- **WORK TASK**
Report every line of the entries that contains the word "wrapper".

- **EXERCISE INPUT**
· · · · · · ·

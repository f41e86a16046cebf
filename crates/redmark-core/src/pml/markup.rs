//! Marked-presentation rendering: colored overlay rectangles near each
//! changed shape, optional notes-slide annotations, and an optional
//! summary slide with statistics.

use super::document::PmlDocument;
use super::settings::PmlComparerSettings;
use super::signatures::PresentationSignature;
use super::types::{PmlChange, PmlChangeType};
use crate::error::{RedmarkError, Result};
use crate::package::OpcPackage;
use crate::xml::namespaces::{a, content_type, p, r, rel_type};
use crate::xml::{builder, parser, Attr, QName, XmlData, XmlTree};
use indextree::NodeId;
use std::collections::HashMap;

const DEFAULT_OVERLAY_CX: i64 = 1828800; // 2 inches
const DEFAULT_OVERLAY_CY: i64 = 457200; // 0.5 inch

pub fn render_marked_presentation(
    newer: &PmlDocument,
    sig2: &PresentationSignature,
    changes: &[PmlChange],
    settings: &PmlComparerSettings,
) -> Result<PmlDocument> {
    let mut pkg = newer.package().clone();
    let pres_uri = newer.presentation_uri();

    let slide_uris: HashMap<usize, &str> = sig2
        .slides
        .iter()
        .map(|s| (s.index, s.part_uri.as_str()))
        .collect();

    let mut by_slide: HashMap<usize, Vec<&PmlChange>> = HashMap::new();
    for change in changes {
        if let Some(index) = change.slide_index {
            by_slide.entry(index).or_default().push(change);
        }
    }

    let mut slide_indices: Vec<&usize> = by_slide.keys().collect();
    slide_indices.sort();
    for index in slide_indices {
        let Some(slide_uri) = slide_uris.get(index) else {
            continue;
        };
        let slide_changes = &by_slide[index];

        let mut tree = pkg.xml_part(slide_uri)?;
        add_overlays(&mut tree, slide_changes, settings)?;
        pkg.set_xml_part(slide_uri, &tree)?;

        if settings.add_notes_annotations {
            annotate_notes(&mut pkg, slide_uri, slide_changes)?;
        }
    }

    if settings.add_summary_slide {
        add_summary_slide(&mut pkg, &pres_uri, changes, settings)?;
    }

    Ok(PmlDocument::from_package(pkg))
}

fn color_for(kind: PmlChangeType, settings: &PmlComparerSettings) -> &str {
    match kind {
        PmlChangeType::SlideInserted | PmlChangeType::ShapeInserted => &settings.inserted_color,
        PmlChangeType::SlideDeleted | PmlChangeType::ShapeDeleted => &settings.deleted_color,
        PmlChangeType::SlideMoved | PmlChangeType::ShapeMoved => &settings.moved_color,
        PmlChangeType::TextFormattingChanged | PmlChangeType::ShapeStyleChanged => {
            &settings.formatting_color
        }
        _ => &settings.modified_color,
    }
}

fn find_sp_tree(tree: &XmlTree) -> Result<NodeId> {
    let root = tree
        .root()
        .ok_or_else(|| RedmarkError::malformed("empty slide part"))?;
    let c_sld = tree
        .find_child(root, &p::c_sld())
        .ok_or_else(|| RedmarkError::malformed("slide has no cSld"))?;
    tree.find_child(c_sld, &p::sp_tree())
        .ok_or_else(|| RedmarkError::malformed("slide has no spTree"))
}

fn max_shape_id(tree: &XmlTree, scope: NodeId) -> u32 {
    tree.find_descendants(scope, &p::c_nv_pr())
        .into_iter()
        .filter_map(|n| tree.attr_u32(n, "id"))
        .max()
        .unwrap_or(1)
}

· · · · · · ·

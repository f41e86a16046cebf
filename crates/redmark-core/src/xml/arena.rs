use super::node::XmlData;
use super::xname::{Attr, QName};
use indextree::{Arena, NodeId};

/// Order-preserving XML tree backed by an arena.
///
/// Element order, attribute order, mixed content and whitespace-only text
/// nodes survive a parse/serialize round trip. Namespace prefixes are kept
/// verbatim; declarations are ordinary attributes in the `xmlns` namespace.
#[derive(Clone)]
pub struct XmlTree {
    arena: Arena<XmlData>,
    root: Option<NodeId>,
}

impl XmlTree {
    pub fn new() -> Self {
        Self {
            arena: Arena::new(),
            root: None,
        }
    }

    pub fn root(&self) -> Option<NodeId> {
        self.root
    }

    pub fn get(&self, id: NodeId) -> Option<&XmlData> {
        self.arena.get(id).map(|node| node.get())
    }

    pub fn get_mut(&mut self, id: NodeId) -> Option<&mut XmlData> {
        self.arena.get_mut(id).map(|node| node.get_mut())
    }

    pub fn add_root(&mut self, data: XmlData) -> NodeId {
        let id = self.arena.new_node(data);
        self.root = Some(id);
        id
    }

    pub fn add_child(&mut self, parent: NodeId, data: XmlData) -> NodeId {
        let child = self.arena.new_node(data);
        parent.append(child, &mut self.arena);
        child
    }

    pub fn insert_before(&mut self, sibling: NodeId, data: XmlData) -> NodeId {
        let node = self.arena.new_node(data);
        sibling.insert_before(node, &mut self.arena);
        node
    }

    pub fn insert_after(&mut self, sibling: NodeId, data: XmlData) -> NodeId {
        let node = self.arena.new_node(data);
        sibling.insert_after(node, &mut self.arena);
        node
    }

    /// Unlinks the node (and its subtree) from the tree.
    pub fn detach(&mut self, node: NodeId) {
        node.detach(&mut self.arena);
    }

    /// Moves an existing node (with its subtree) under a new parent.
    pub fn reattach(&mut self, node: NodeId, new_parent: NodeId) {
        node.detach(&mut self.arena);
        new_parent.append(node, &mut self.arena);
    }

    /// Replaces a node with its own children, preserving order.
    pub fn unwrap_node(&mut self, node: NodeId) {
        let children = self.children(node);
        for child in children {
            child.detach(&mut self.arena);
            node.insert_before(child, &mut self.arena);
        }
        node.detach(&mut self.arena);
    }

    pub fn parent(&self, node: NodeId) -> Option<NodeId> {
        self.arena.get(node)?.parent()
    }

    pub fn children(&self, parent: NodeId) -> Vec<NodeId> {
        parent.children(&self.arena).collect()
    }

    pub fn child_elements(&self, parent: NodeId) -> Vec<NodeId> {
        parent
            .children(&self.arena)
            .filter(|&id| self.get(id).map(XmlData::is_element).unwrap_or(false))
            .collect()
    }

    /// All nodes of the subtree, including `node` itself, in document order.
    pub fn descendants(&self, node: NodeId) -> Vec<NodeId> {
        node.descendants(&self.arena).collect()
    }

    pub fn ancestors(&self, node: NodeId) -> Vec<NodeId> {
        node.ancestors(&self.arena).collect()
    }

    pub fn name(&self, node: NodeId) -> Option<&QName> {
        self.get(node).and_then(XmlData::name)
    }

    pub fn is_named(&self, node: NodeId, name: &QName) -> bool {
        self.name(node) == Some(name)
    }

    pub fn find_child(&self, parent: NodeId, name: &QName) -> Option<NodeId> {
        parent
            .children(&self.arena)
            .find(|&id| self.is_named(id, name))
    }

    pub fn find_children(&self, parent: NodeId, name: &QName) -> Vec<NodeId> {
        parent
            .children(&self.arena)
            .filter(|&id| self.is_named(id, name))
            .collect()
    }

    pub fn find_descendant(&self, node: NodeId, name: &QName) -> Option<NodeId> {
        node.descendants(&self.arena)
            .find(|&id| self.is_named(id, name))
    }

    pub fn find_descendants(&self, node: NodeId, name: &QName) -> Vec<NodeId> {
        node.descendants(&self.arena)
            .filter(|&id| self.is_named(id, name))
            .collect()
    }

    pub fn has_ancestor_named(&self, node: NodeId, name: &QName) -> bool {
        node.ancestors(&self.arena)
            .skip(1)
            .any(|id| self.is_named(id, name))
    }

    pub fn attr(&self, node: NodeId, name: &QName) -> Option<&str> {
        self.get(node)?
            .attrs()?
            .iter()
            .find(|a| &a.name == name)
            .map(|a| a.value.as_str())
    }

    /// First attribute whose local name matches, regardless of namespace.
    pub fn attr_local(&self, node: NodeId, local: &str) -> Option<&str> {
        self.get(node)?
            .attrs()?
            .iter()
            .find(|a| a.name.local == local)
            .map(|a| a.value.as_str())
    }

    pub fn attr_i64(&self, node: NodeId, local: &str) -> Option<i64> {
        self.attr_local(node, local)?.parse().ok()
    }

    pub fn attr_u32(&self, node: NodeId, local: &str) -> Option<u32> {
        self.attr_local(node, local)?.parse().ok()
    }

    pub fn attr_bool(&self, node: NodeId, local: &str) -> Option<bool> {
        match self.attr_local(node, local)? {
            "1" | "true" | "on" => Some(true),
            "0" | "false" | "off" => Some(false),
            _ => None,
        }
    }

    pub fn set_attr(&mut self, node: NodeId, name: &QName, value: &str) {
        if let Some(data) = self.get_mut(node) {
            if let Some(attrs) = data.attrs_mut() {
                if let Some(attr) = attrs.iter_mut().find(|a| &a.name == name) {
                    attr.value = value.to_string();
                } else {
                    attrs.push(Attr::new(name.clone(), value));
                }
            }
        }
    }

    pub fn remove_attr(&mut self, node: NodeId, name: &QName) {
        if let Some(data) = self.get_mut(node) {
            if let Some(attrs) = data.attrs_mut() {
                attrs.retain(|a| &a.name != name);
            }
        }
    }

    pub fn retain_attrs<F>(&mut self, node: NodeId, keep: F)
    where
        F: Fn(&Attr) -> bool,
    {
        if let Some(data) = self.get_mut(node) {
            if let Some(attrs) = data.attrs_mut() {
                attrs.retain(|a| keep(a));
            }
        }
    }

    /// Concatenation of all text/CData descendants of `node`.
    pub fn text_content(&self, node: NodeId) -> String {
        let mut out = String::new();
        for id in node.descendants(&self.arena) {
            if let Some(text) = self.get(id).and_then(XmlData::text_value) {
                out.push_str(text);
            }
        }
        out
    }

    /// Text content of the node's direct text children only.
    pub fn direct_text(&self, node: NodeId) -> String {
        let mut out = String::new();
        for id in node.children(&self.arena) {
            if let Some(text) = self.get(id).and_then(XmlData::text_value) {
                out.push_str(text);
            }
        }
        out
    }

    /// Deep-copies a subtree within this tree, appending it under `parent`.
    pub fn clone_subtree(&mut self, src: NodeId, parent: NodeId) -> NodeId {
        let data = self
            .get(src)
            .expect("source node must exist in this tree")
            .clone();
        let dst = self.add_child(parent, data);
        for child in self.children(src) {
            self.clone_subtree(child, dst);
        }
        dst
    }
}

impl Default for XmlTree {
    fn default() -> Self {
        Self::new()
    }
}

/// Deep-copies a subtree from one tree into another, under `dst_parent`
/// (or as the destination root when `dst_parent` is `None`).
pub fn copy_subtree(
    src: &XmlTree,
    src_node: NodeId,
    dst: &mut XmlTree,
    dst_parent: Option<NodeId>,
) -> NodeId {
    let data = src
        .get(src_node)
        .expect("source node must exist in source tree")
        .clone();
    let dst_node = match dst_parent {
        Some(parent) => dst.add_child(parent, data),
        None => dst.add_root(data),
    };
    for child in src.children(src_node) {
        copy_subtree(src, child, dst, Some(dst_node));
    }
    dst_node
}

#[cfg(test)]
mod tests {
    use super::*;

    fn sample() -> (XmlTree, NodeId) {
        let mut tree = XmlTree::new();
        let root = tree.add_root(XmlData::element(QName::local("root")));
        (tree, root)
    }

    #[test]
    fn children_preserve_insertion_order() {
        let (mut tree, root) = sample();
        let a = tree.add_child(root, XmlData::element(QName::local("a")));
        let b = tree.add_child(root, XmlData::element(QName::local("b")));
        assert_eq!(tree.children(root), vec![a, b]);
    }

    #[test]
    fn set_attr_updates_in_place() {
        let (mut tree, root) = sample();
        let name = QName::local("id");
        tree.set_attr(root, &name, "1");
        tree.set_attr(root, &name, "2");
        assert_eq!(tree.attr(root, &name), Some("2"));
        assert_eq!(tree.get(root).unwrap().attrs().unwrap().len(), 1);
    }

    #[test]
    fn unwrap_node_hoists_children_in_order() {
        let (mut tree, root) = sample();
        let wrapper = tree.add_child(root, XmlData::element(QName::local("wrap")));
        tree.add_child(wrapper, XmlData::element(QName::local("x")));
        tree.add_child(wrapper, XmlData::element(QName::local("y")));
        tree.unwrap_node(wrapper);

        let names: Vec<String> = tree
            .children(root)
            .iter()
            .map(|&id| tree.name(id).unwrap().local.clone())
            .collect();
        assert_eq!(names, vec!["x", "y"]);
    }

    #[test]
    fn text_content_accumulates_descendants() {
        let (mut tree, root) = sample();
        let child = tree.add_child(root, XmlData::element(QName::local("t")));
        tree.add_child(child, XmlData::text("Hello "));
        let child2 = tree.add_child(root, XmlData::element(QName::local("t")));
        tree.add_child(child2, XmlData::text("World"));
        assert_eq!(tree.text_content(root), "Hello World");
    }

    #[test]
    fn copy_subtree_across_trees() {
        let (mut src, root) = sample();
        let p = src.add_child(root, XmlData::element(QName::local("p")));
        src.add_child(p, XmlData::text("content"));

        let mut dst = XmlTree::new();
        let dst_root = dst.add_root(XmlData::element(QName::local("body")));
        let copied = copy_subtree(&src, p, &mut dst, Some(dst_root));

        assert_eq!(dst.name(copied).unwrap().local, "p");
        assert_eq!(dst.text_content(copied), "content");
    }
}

· · · · · · ·

- **WRITTEN RESPONSE**
        let wrapper = tree.add_child(root, XmlData::element(QName::local("wrap")));
        tree.add_child(wrapper, XmlData::element(QName::local("x")));
        tree.add_child(wrapper, XmlData::element(QName::local("y")));
        tree.unwrap_node(wrapper);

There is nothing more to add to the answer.